A question well worth asking after the start to 2009. Wing Co DJ reckons you should always feel slightly cold when you start off otherwise you'll overheat on the ride.

Others swear by neoprene boots which keep out the chill arctic breeze. Some say two pairs of gloves and still others say fleece backed lycra full body tights.

However, it seems to me that you can wear all of these things (and I do) and still feel the cold. Yet, we're still out there. Is this a case of machismo? An unwillingness to be the first to quit in the face of adverse conditions? A frivolous disregard for own health and welfare? Or just a desperate need to get out and exercise?

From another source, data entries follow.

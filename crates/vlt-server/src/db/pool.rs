// db/pool.rs
// Async connection pool using deadpool-sqlite
//
// Database access always goes through `interact` / `run` closures, which
// execute on a blocking thread so the async runtime is never stalled by
// SQLite. In-memory pools use a shared-cache URI so every pooled connection
// sees the same database (required for tests).

use crate::error::VltError;
use crate::utils::path_to_string;
use anyhow::{Context, Result};
use deadpool_sqlite::{Config, Hook, Pool, Runtime};
use rusqlite::Connection;
use std::path::{Path, PathBuf};

#[cfg(unix)]
use std::os::unix::fs::PermissionsExt;

/// Check if a rusqlite error is SQLITE_BUSY or SQLITE_LOCKED.
///
/// SQLITE_BUSY occurs with file-based databases under write contention;
/// SQLITE_LOCKED occurs with shared-cache in-memory databases when another
/// connection holds a write lock on the same table.
fn is_rusqlite_contention(err: &rusqlite::Error) -> bool {
    use rusqlite::ffi;
    matches!(
        err,
        rusqlite::Error::SqliteFailure(
            ffi::Error {
                code: ffi::ErrorCode::DatabaseBusy | ffi::ErrorCode::DatabaseLocked,
                ..
            },
            _,
        )
    )
}

/// Check if a VltError wraps a SQLite contention error.
fn is_vlt_contention(err: &VltError) -> bool {
    match err {
        VltError::Db(e) => is_rusqlite_contention(e),
        _ => false,
    }
}

/// Retry delays for SQLite contention backoff.
const RETRY_DELAYS: [std::time::Duration; 3] = [
    std::time::Duration::from_millis(100),
    std::time::Duration::from_millis(500),
    std::time::Duration::from_millis(2000),
];

/// Database pool wrapper with per-connection setup.
pub struct DatabasePool {
    pool: Pool,
    path: Option<PathBuf>,
    /// URI for in-memory databases (used to share state in tests)
    memory_uri: Option<String>,
}

/// Whether to use a file path or shared in-memory URI.
enum DbStorage {
    File(PathBuf),
    InMemory,
}

impl DatabasePool {
    /// Open a pooled database at the given path, running schema setup.
    pub async fn open(path: &Path) -> Result<Self> {
        Self::open_internal(DbStorage::File(path.to_path_buf())).await
    }

    /// Open a pooled in-memory database (shared-cache, for tests).
    pub async fn open_in_memory() -> Result<Self> {
        Self::open_internal(DbStorage::InMemory).await
    }

    async fn open_internal(storage: DbStorage) -> Result<Self> {
        let (conn_str, path, memory_uri, hook) = match storage {
            DbStorage::File(p) => {
                ensure_parent_directory(&p)?;
                let s = path_to_string(&p);
                let hook = make_file_post_create_hook(p.clone());
                (s, Some(p), None, hook)
            }
            DbStorage::InMemory => {
                let uri = format!(
                    "file:memdb_{}?mode=memory&cache=shared",
                    uuid::Uuid::new_v4().simple()
                );
                let hook = make_memory_post_create_hook();
                (uri.clone(), None, Some(uri), hook)
            }
        };

        let cfg = Config::new(&conn_str);
        let pool = cfg
            .builder(Runtime::Tokio1)
            .context("Failed to create pool builder")?
            .max_size(8)
            .post_create(hook)
            .build()
            .context("Failed to build connection pool")?;

        let db_pool = Self {
            pool,
            path,
            memory_uri,
        };

        db_pool
            .interact(|conn| {
                super::schema::run_all_migrations(conn)?;
                if let Err(e) = conn.execute_batch("PRAGMA optimize") {
                    tracing::debug!("PRAGMA optimize skipped: {}", e);
                }
                Ok(())
            })
            .await?;

        Ok(db_pool)
    }

    /// Get the memory URI (for sharing state in tests).
    pub fn memory_uri(&self) -> Option<&str> {
        self.memory_uri.as_deref()
    }

    /// Get the database file path (None for in-memory).
    pub fn path(&self) -> Option<&Path> {
        self.path.as_deref()
    }

    /// Run a closure with a connection from the pool.
    ///
    /// The closure runs on a blocking thread pool, so it won't block the
    /// async runtime.
    pub async fn interact<F, R>(&self, f: F) -> Result<R>
    where
        F: FnOnce(&Connection) -> Result<R> + Send + 'static,
        R: Send + 'static,
    {
        let conn = self
            .pool
            .get()
            .await
            .context("Failed to get connection from pool")?;

        conn.interact(move |conn| f(conn))
            .await
            .map_err(|e| anyhow::anyhow!("interact failed: {e}"))?
    }

    /// Run a closure and return `Result<T, VltError>`.
    ///
    /// Preferred for call sites that live in the VltError world; handles
    /// the error conversion boilerplate in one place.
    pub async fn run<F, R, E>(&self, f: F) -> std::result::Result<R, VltError>
    where
        F: FnOnce(&Connection) -> std::result::Result<R, E> + Send + 'static,
        R: Send + 'static,
        E: Into<VltError> + Send + 'static,
    {
        self.pool
            .get()
            .await
            .map_err(|e| VltError::Other(format!("Failed to get connection: {}", e)))?
            .interact(move |conn| f(conn).map_err(Into::into))
            .await
            .map_err(|e| VltError::Other(format!("Database error: {}", e)))?
    }

    /// Like [`run`](Self::run) but with retry on SQLite contention errors.
    ///
    /// Uses backoff (100ms, 500ms, 2000ms). The closure must be `Clone` to
    /// support retries. Use for critical writes (delta commits, node pushes).
    pub async fn run_with_retry<F, R, E>(&self, f: F) -> std::result::Result<R, VltError>
    where
        F: FnOnce(&Connection) -> std::result::Result<R, E> + Send + Clone + 'static,
        R: Send + 'static,
        E: Into<VltError> + Send + 'static,
    {
        for delay in RETRY_DELAYS.iter() {
            let f_clone = f.clone();
            match self.run(f_clone).await {
                Ok(result) => return Ok(result),
                Err(e) if is_vlt_contention(&e) => {
                    tracing::warn!("SQLite contention, retrying in {:?}", delay);
                    tokio::time::sleep(*delay).await;
                }
                Err(e) => return Err(e),
            }
        }
        self.run(f).await
    }

    /// Run a closure, logging errors at debug but not propagating.
    /// Use for best-effort operations (summary refresh, telemetry).
    pub async fn try_interact<F, R>(&self, label: &str, f: F) -> Option<R>
    where
        F: FnOnce(&Connection) -> Result<R> + Send + 'static,
        R: Send + 'static,
    {
        let label = label.to_string();
        match self.interact(move |conn| f(conn)).await {
            Ok(v) => Some(v),
            Err(e) => {
                tracing::debug!("{}: {}", label, e);
                None
            }
        }
    }
}

/// Ensure parent directory exists with restricted permissions (0o700 on Unix).
fn ensure_parent_directory(path: &Path) -> Result<()> {
    if let Some(parent) = path.parent() {
        std::fs::create_dir_all(parent)?;
        #[cfg(unix)]
        {
            let mut perms = std::fs::metadata(parent)?.permissions();
            perms.set_mode(0o700);
            std::fs::set_permissions(parent, perms)?;
        }
    }
    Ok(())
}

/// Post-create hook for file-based databases: PRAGMAs + 0o600 file mode.
fn make_file_post_create_hook(path: PathBuf) -> Hook {
    Hook::async_fn(move |conn, _metrics| {
        let path_for_perms = path.clone();
        Box::pin(async move {
            conn.interact(move |conn| {
                setup_connection(conn)?;

                #[cfg(unix)]
                if let Ok(metadata) = std::fs::metadata(&path_for_perms) {
                    let mut perms = metadata.permissions();
                    perms.set_mode(0o600);
                    if let Err(e) = std::fs::set_permissions(&path_for_perms, perms) {
                        tracing::warn!("Failed to set database file permissions to 0600: {}", e);
                    }
                }

                Ok::<_, rusqlite::Error>(())
            })
            .await
            .map_err(|e| deadpool_sqlite::HookError::Message(format!("interact failed: {e}").into()))?
            .map_err(|e| {
                deadpool_sqlite::HookError::Message(format!("connection setup failed: {e}").into())
            })
        })
    })
}

/// Post-create hook for in-memory databases (WAL does not apply in-memory).
fn make_memory_post_create_hook() -> Hook {
    Hook::async_fn(|conn, _metrics| {
        Box::pin(async move {
            conn.interact(|conn| {
                conn.execute_batch(
                    "PRAGMA foreign_keys=ON; \
                     PRAGMA busy_timeout=5000;",
                )?;
                Ok::<_, rusqlite::Error>(())
            })
            .await
            .map_err(|e| deadpool_sqlite::HookError::Message(format!("interact failed: {e}").into()))?
            .map_err(|e| {
                deadpool_sqlite::HookError::Message(format!("connection setup failed: {e}").into())
            })
        })
    })
}

/// Configure a connection after it's created.
fn setup_connection(conn: &Connection) -> rusqlite::Result<()> {
    conn.execute_batch(
        "PRAGMA journal_mode=WAL; \
         PRAGMA foreign_keys=ON; \
         PRAGMA busy_timeout=5000; \
         PRAGMA synchronous=NORMAL; \
         PRAGMA journal_size_limit=32768;",
    )?;
    Ok(())
}

#[cfg(test)]
mod tests {
    use super::*;

    #[tokio::test]
    async fn test_pool_in_memory() {
        let pool = DatabasePool::open_in_memory()
            .await
            .expect("Failed to open in-memory pool");

        pool.interact(|conn| {
            conn.execute(
                "INSERT INTO projects (id, name, description) VALUES (?, ?, ?)",
                rusqlite::params!["p1", "test", "test project"],
            )?;
            Ok(())
        })
        .await
        .expect("Failed to insert");

        // Second connection from the pool sees the same data (shared cache)
        let name: String = pool
            .interact(|conn| {
                conn.query_row("SELECT name FROM projects WHERE id = 'p1'", [], |row| {
                    row.get(0)
                })
                .map_err(Into::into)
            })
            .await
            .expect("Failed to query");

        assert_eq!(name, "test");
    }

    #[tokio::test]
    async fn test_concurrent_access() {
        let pool = std::sync::Arc::new(
            DatabasePool::open_in_memory()
                .await
                .expect("Failed to open pool"),
        );

        let mut handles = Vec::new();
        for i in 0..10 {
            let pool = pool.clone();
            handles.push(tokio::spawn(async move {
                pool.run_with_retry(move |conn| {
                    conn.execute(
                        "INSERT INTO projects (id, name, description) VALUES (?, ?, ?)",
                        rusqlite::params![format!("p{i}"), format!("project-{i}"), ""],
                    )?;
                    Ok::<_, rusqlite::Error>(())
                })
                .await
            }));
        }

        for handle in handles {
            handle.await.unwrap().expect("Insert failed");
        }

        let count: i64 = pool
            .interact(|conn| {
                conn.query_row("SELECT COUNT(*) FROM projects", [], |row| row.get(0))
                    .map_err(Into::into)
            })
            .await
            .expect("Count failed");

        assert_eq!(count, 10);
    }

    #[test]
    fn test_contention_detection() {
        let busy = rusqlite::Error::SqliteFailure(
            rusqlite::ffi::Error {
                code: rusqlite::ffi::ErrorCode::DatabaseBusy,
                extended_code: 5,
            },
            Some("database is locked".to_string()),
        );
        assert!(is_rusqlite_contention(&busy));

        let constraint = rusqlite::Error::SqliteFailure(
            rusqlite::ffi::Error {
                code: rusqlite::ffi::ErrorCode::ConstraintViolation,
                extended_code: 19,
            },
            None,
        );
        assert!(!is_rusqlite_contention(&constraint));

        assert!(is_vlt_contention(&VltError::Db(rusqlite::Error::SqliteFailure(
            rusqlite::ffi::Error {
                code: rusqlite::ffi::ErrorCode::DatabaseLocked,
                extended_code: 6,
            },
            None,
        ))));
        assert!(!is_vlt_contention(&VltError::ProjectNotSet));
    }
}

Well maybe a bit of all of these things.

Last Saturday six of us met (The Twins, MF, NS and D) for what must have been the coldest ride I have ever taken part in. Most of the chat before hand revolved around the kinds of gloves we were wearing, how many gloves we had on, base layers and overshoes. MF informed us all that it was minus 3.He knows because he has a remote thermometer by his bedside which gives him a digital read for the temperature outside (I'll examine the esoteric world of gadgetry and cycling another time!)

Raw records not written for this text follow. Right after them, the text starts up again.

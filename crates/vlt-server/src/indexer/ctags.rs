// src/indexer/ctags.rs
// Universal-ctags tags file loader
//
// Parses the tab-separated extended format:
//   name<TAB>file<TAB>pattern;"<TAB>kind<TAB>line:N<TAB>class:Scope ...
// into typed SymbolDefinition records. Header lines (!_TAG_...) are
// skipped; entries without a resolvable line number are dropped.

use crate::error::Result;
use std::path::Path;
use vlt_types::SymbolDefinition;

/// Expand a one-letter ctags kind to its long form.
fn expand_kind(kind: &str) -> String {
    match kind {
        "f" => "function".to_string(),
        "c" => "class".to_string(),
        "m" => "member".to_string(),
        "v" => "variable".to_string(),
        "s" => "struct".to_string(),
        "i" => "interface".to_string(),
        "e" => "enum".to_string(),
        other => other.to_string(),
    }
}

fn language_for_file(file_path: &str) -> String {
    super::parsers::language_for_path(file_path)
        .unwrap_or("unknown")
        .to_string()
}

/// Parse one tags line, returning None for headers and malformed entries.
fn parse_tags_line(line: &str, project_id: &str) -> Option<SymbolDefinition> {
    if line.starts_with('!') || line.trim().is_empty() {
        return None;
    }

    let mut fields = line.split('\t');
    let name = fields.next()?.to_string();
    let file_path = fields.next()?.to_string();
    let excmd = fields.next()?;

    let mut kind = String::new();
    let mut line_no: Option<u32> = None;
    let mut scope: Option<String> = None;
    let mut signature: Option<String> = None;

    // The excmd may itself be a plain line number
    let excmd_trimmed = excmd.trim_end_matches(";\"");
    if let Ok(n) = excmd_trimmed.parse::<u32>() {
        line_no = Some(n);
    }

    for field in fields {
        if let Some((key, value)) = field.split_once(':') {
            match key {
                "line" => line_no = value.parse().ok().or(line_no),
                "kind" => kind = expand_kind(value),
                "class" | "scope" => scope = Some(value.to_string()),
                "signature" => signature = Some(value.to_string()),
                _ => {}
            }
        } else if kind.is_empty() {
            // Bare single field after the excmd is the kind letter
            kind = expand_kind(field);
        }
    }

    let line_no = line_no?;
    if kind.is_empty() {
        kind = "unknown".to_string();
    }

    Some(SymbolDefinition {
        id: uuid::Uuid::new_v4().to_string(),
        project_id: project_id.to_string(),
        name,
        language: language_for_file(&file_path),
        file_path,
        line: line_no,
        kind,
        scope,
        signature,
    })
}

/// Parse the contents of a tags file.
pub fn parse_ctags(content: &str, project_id: &str) -> Vec<SymbolDefinition> {
    content
        .lines()
        .filter_map(|line| parse_tags_line(line, project_id))
        .collect()
}

/// Load and parse a tags file from disk.
pub fn load_ctags_file(path: &Path, project_id: &str) -> Result<Vec<SymbolDefinition>> {
    let content = std::fs::read_to_string(path)?;
    let symbols = parse_ctags(&content, project_id);
    tracing::info!(count = symbols.len(), path = %path.display(), "Loaded ctags index");
    Ok(symbols)
}

#[cfg(test)]
mod tests {
    use super::*;

    #[test]
    fn test_parse_extended_format() {
        let tags = "!_TAG_FILE_FORMAT\t2\t/extended/\n\
                    authenticate_user\tsrc/auth.py\t/^def authenticate_user(/;\"\tf\tline:42\n\
                    UserService\tsrc/user.py\t/^class UserService:/;\"\tc\tline:10\n\
                    get_user\tsrc/user.py\t/^    def get_user(/;\"\tm\tline:15\tclass:UserService\n";

        let symbols = parse_ctags(tags, "p");
        assert_eq!(symbols.len(), 3);

        let auth = &symbols[0];
        assert_eq!(auth.name, "authenticate_user");
        assert_eq!(auth.file_path, "src/auth.py");
        assert_eq!(auth.line, 42);
        assert_eq!(auth.kind, "function");
        assert_eq!(auth.language, "python");

        let method = &symbols[2];
        assert_eq!(method.kind, "member");
        assert_eq!(method.scope.as_deref(), Some("UserService"));
    }

    #[test]
    fn test_parse_numeric_excmd() {
        let tags = "main\tsrc/main.rs\t7;\"\tf\n";
        let symbols = parse_ctags(tags, "p");
        assert_eq!(symbols.len(), 1);
        assert_eq!(symbols[0].line, 7);
        assert_eq!(symbols[0].kind, "function");
        assert_eq!(symbols[0].language, "rust");
    }

    #[test]
    fn test_signature_field() {
        let tags = "login\tsrc/auth.ts\t/^  login(/;\"\tm\tline:5\tsignature:(username: string)\n";
        let symbols = parse_ctags(tags, "p");
        assert_eq!(symbols[0].signature.as_deref(), Some("(username: string)"));
    }

    #[test]
    fn test_malformed_lines_are_dropped() {
        let tags = "!_TAG_HEADER\nnot-enough-fields\nname_only\tfile\n\n";
        assert!(parse_ctags(tags, "p").is_empty());
    }
}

By the time we hit the seafront I had lost sensation in my fingers, by the end of the cycle path I could no longer wiggle my toes and by the time I had reached Barling I thought my ears were going to fall off.

And yet, and yet.

It was great ride, we joked about those who had bottled out and stayed in bed, how they would be kicking themselves for missing out. There was the habitual brief charge along the sea front and a quick plunge into the warmth of the cafe to watch steam rise from our clothes and the tea seep into those freezing extremities.